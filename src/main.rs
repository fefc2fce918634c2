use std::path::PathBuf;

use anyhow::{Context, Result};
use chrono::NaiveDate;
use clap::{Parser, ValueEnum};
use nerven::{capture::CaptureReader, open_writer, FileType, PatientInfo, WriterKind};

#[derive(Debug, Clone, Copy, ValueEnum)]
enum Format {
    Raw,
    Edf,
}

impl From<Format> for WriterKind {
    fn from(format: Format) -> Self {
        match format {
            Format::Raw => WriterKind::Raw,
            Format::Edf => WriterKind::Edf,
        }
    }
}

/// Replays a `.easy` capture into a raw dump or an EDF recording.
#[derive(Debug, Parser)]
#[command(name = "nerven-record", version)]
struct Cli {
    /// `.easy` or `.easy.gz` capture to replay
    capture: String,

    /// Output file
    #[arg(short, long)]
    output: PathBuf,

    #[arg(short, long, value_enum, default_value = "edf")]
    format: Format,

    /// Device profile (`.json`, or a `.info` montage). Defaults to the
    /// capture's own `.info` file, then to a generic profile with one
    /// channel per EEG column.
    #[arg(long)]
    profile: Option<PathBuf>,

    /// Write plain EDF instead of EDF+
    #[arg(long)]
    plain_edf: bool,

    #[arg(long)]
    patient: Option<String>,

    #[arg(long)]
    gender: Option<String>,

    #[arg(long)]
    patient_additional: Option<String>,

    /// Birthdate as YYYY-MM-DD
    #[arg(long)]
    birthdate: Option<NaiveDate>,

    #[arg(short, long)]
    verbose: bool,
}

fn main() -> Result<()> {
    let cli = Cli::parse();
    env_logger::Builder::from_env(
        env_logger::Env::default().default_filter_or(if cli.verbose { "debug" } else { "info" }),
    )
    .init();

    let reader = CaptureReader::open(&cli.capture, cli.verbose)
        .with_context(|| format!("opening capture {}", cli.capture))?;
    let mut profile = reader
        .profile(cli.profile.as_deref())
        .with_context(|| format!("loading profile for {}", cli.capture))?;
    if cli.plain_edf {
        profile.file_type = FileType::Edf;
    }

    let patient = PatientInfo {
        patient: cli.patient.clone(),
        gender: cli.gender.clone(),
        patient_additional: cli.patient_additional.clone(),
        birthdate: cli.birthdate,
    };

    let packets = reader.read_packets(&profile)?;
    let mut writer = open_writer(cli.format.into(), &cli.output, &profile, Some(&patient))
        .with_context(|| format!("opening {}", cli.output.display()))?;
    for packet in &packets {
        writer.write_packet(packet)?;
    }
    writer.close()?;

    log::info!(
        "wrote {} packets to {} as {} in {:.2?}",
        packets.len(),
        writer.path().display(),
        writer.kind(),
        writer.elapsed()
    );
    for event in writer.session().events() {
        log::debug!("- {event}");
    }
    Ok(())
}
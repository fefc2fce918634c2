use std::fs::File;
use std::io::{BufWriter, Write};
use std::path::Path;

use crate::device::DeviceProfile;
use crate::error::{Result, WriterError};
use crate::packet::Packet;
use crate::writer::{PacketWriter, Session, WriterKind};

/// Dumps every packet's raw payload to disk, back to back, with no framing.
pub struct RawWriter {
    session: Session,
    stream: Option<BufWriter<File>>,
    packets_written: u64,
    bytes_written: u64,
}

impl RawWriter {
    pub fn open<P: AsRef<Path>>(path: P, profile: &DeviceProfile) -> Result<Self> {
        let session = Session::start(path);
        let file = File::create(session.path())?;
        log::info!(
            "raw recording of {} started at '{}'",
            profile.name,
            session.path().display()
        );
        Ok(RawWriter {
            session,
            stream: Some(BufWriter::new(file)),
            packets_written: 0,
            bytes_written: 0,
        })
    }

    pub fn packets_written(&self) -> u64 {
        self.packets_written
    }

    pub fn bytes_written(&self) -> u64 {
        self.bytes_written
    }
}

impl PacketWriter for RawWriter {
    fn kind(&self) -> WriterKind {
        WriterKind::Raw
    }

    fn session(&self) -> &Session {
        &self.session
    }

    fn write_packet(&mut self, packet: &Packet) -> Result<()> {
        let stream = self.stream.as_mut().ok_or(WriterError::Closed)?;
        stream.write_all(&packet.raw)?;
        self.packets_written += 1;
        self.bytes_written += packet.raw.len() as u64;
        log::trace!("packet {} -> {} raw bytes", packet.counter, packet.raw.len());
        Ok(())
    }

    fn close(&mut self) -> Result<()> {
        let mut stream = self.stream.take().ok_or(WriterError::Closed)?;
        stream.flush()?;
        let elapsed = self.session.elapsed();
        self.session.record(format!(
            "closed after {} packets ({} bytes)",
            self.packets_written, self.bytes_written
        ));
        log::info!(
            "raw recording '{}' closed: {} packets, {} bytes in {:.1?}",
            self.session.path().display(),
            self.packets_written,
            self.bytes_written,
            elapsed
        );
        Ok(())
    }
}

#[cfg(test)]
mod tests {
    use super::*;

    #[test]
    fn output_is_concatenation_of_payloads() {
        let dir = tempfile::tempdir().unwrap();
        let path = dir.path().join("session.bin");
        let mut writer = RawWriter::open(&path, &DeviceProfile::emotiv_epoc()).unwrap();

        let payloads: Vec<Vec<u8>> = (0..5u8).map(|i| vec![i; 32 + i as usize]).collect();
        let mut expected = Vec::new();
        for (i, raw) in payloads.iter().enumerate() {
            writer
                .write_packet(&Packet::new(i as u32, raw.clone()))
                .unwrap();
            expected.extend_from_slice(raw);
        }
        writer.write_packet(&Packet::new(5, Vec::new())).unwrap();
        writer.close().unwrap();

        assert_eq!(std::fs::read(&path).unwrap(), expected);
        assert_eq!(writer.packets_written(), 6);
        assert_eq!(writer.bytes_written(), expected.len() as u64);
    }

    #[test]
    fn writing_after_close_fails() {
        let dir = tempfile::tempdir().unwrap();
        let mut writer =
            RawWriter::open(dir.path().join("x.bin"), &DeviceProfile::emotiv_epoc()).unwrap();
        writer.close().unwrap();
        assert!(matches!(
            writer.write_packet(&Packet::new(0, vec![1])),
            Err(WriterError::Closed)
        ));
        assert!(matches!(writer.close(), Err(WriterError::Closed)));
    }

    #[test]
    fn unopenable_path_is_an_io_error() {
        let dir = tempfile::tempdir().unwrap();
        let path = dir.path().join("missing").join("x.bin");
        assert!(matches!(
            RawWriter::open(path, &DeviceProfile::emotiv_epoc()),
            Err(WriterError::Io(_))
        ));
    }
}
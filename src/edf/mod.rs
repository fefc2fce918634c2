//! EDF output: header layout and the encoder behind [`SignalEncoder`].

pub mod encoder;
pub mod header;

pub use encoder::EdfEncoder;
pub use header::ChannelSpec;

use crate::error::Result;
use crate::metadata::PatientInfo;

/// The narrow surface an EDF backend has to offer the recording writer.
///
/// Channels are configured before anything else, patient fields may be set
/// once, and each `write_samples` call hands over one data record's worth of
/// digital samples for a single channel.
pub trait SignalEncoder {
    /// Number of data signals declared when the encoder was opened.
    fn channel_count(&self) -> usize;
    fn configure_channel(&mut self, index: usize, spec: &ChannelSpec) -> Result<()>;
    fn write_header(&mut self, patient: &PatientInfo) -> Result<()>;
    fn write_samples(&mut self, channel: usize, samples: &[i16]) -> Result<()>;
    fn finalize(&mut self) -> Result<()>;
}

### Work to complete:
Produce an exact copy of every entry above.

### Answer to this exercise:
filename src/main.rs
repository fefc2fce918634c2
use std::path::PathBuf;

use anyhow::{Context, Result};
use chrono::NaiveDate;
use clap::{Parser, ValueEnum};
use nerven::{capture::CaptureReader, open_writer, FileType, PatientInfo, WriterKind};

#[derive(Debug, Clone, Copy, ValueEnum)]
enum Format {
    Raw,
    Edf,
}

impl From<Format> for WriterKind {
    fn from(format: Format) -> Self {
        match format {
            Format::Raw => WriterKind::Raw,
            Format::Edf => WriterKind::Edf,
        }
    }
}

/// Replays a `.easy` capture into a raw dump or an EDF recording.
#[derive(Debug, Parser)]
#[command(name = "nerven-record", version)]
struct Cli {
    /// `.easy` or `.easy.gz` capture to replay
    capture: String,

    /// Output file
    #[arg(short, long)]
    output: PathBuf,

    #[arg(short, long, value_enum, default_value = "edf")]
    format: Format,

    /// Device profile (`.json`, or a `.info` montage). Defaults to the
    /// capture's own `.info` file, then to a generic profile with one
    /// channel per EEG column.
    #[arg(long)]
    profile: Option<PathBuf>,

    /// Write plain EDF instead of EDF+
    #[arg(long)]
    plain_edf: bool,

    #[arg(long)]
    patient: Option<String>,

    #[arg(long)]
    gender: Option<String>,

    #[arg(long)]
    patient_additional: Option<String>,

    /// Birthdate as YYYY-MM-DD
    #[arg(long)]
    birthdate: Option<NaiveDate>,

    #[arg(short, long)]
    verbose: bool,
}

fn main() -> Result<()> {
    let cli = Cli::parse();
    env_logger::Builder::from_env(
        env_logger::Env::default().default_filter_or(if cli.verbose { "debug" } else { "info" }),
    )
    .init();

    let reader = CaptureReader::open(&cli.capture, cli.verbose)
        .with_context(|| format!("opening capture {}", cli.capture))?;
    let mut profile = reader
        .profile(cli.profile.as_deref())
        .with_context(|| format!("loading profile for {}", cli.capture))?;
    if cli.plain_edf {
        profile.file_type = FileType::Edf;
    }

    let patient = PatientInfo {
        patient: cli.patient.clone(),
        gender: cli.gender.clone(),
        patient_additional: cli.patient_additional.clone(),
        birthdate: cli.birthdate,
    };

    let packets = reader.read_packets(&profile)?;
    let mut writer = open_writer(cli.format.into(), &cli.output, &profile, Some(&patient))
        .with_context(|| format!("opening {}", cli.output.display()))?;
    for packet in &packets {
        writer.write_packet(packet)?;
    }
    writer.close()?;

    log::info!(
        "wrote {} packets to {} as {} in {:.2?}",
        packets.len(),
        writer.path().display(),
        writer.kind(),
        writer.elapsed()
    );
    for event in writer.session().events() {
        log::debug!("- {event}");
    }
    Ok(())
}
repository fefc2fce918634c2
use std::fs::File;
use std::io::{BufWriter, Write};
use std::path::Path;

use crate::device::DeviceProfile;
use crate::error::{Result, WriterError};
use crate::packet::Packet;
use crate::writer::{PacketWriter, Session, WriterKind};

/// Dumps every packet's raw payload to disk, back to back, with no framing.
pub struct RawWriter {
    session: Session,
    stream: Option<BufWriter<File>>,
    packets_written: u64,
    bytes_written: u64,
}

impl RawWriter {
    pub fn open<P: AsRef<Path>>(path: P, profile: &DeviceProfile) -> Result<Self> {
        let session = Session::start(path);
        let file = File::create(session.path())?;
        log::info!(
            "raw recording of {} started at '{}'",
            profile.name,
            session.path().display()
        );
        Ok(RawWriter {
            session,
            stream: Some(BufWriter::new(file)),
            packets_written: 0,
            bytes_written: 0,
        })
    }

    pub fn packets_written(&self) -> u64 {
        self.packets_written
    }

    pub fn bytes_written(&self) -> u64 {
        self.bytes_written
    }
}

impl PacketWriter for RawWriter {
    fn kind(&self) -> WriterKind {
        WriterKind::Raw
    }

    fn session(&self) -> &Session {
        &self.session
    }

    fn write_packet(&mut self, packet: &Packet) -> Result<()> {
        let stream = self.stream.as_mut().ok_or(WriterError::Closed)?;
        stream.write_all(&packet.raw)?;
        self.packets_written += 1;
        self.bytes_written += packet.raw.len() as u64;
        log::trace!("packet {} -> {} raw bytes", packet.counter, packet.raw.len());
        Ok(())
    }

    fn close(&mut self) -> Result<()> {
        let mut stream = self.stream.take().ok_or(WriterError::Closed)?;
        stream.flush()?;
        let elapsed = self.session.elapsed();
        self.session.record(format!(
            "closed after {} packets ({} bytes)",
            self.packets_written, self.bytes_written
        ));
        log::info!(
            "raw recording '{}' closed: {} packets, {} bytes in {:.1?}",
            self.session.path().display(),
            self.packets_written,
            self.bytes_written,
            elapsed
        );
        Ok(())
    }
}

#[cfg(test)]
mod tests {
    use super::*;

    #[test]
    fn output_is_concatenation_of_payloads() {
        let dir = tempfile::tempdir().unwrap();
        let path = dir.path().join("session.bin");
        let mut writer = RawWriter::open(&path, &DeviceProfile::emotiv_epoc()).unwrap();

        let payloads: Vec<Vec<u8>> = (0..5u8).map(|i| vec![i; 32 + i as usize]).collect();
        let mut expected = Vec::new();
        for (i, raw) in payloads.iter().enumerate() {
            writer
                .write_packet(&Packet::new(i as u32, raw.clone()))
                .unwrap();
            expected.extend_from_slice(raw);
        }
        writer.write_packet(&Packet::new(5, Vec::new())).unwrap();
        writer.close().unwrap();

        assert_eq!(std::fs::read(&path).unwrap(), expected);
        assert_eq!(writer.packets_written(), 6);
        assert_eq!(writer.bytes_written(), expected.len() as u64);
    }

    #[test]
    fn writing_after_close_fails() {
        let dir = tempfile::tempdir().unwrap();
        let mut writer =
            RawWriter::open(dir.path().join("x.bin"), &DeviceProfile::emotiv_epoc()).unwrap();
        writer.close().unwrap();
        assert!(matches!(
            writer.write_packet(&Packet::new(0, vec![1])),
            Err(WriterError::Closed)
        ));
        assert!(matches!(writer.close(), Err(WriterError::Closed)));
    }

    #[test]
    fn unopenable_path_is_an_io_error() {
        let dir = tempfile::tempdir().unwrap();
        let path = dir.path().join("missing").join("x.bin");
        assert!(matches!(
            RawWriter::open(path, &DeviceProfile::emotiv_epoc()),
            Err(WriterError::Io(_))
        ));
    }
}
filename src/edf/mod.rs
repository fefc2fce918634c2
//! EDF output: header layout and the encoder behind [`SignalEncoder`].

pub mod encoder;
pub mod header;

pub use encoder::EdfEncoder;
pub use header::ChannelSpec;

use crate::error::Result;
use crate::metadata::PatientInfo;

/// The narrow surface an EDF backend has to offer the recording writer.
///
/// Channels are configured before anything else, patient fields may be set
/// once, and each `write_samples` call hands over one data record's worth of
/// digital samples for a single channel.
pub trait SignalEncoder {
    /// Number of data signals declared when the encoder was opened.
    fn channel_count(&self) -> usize;
    fn configure_channel(&mut self, index: usize, spec: &ChannelSpec) -> Result<()>;
    fn write_header(&mut self, patient: &PatientInfo) -> Result<()>;
    fn write_samples(&mut self, channel: usize, samples: &[i16]) -> Result<()>;
    fn finalize(&mut self) -> Result<()>;
}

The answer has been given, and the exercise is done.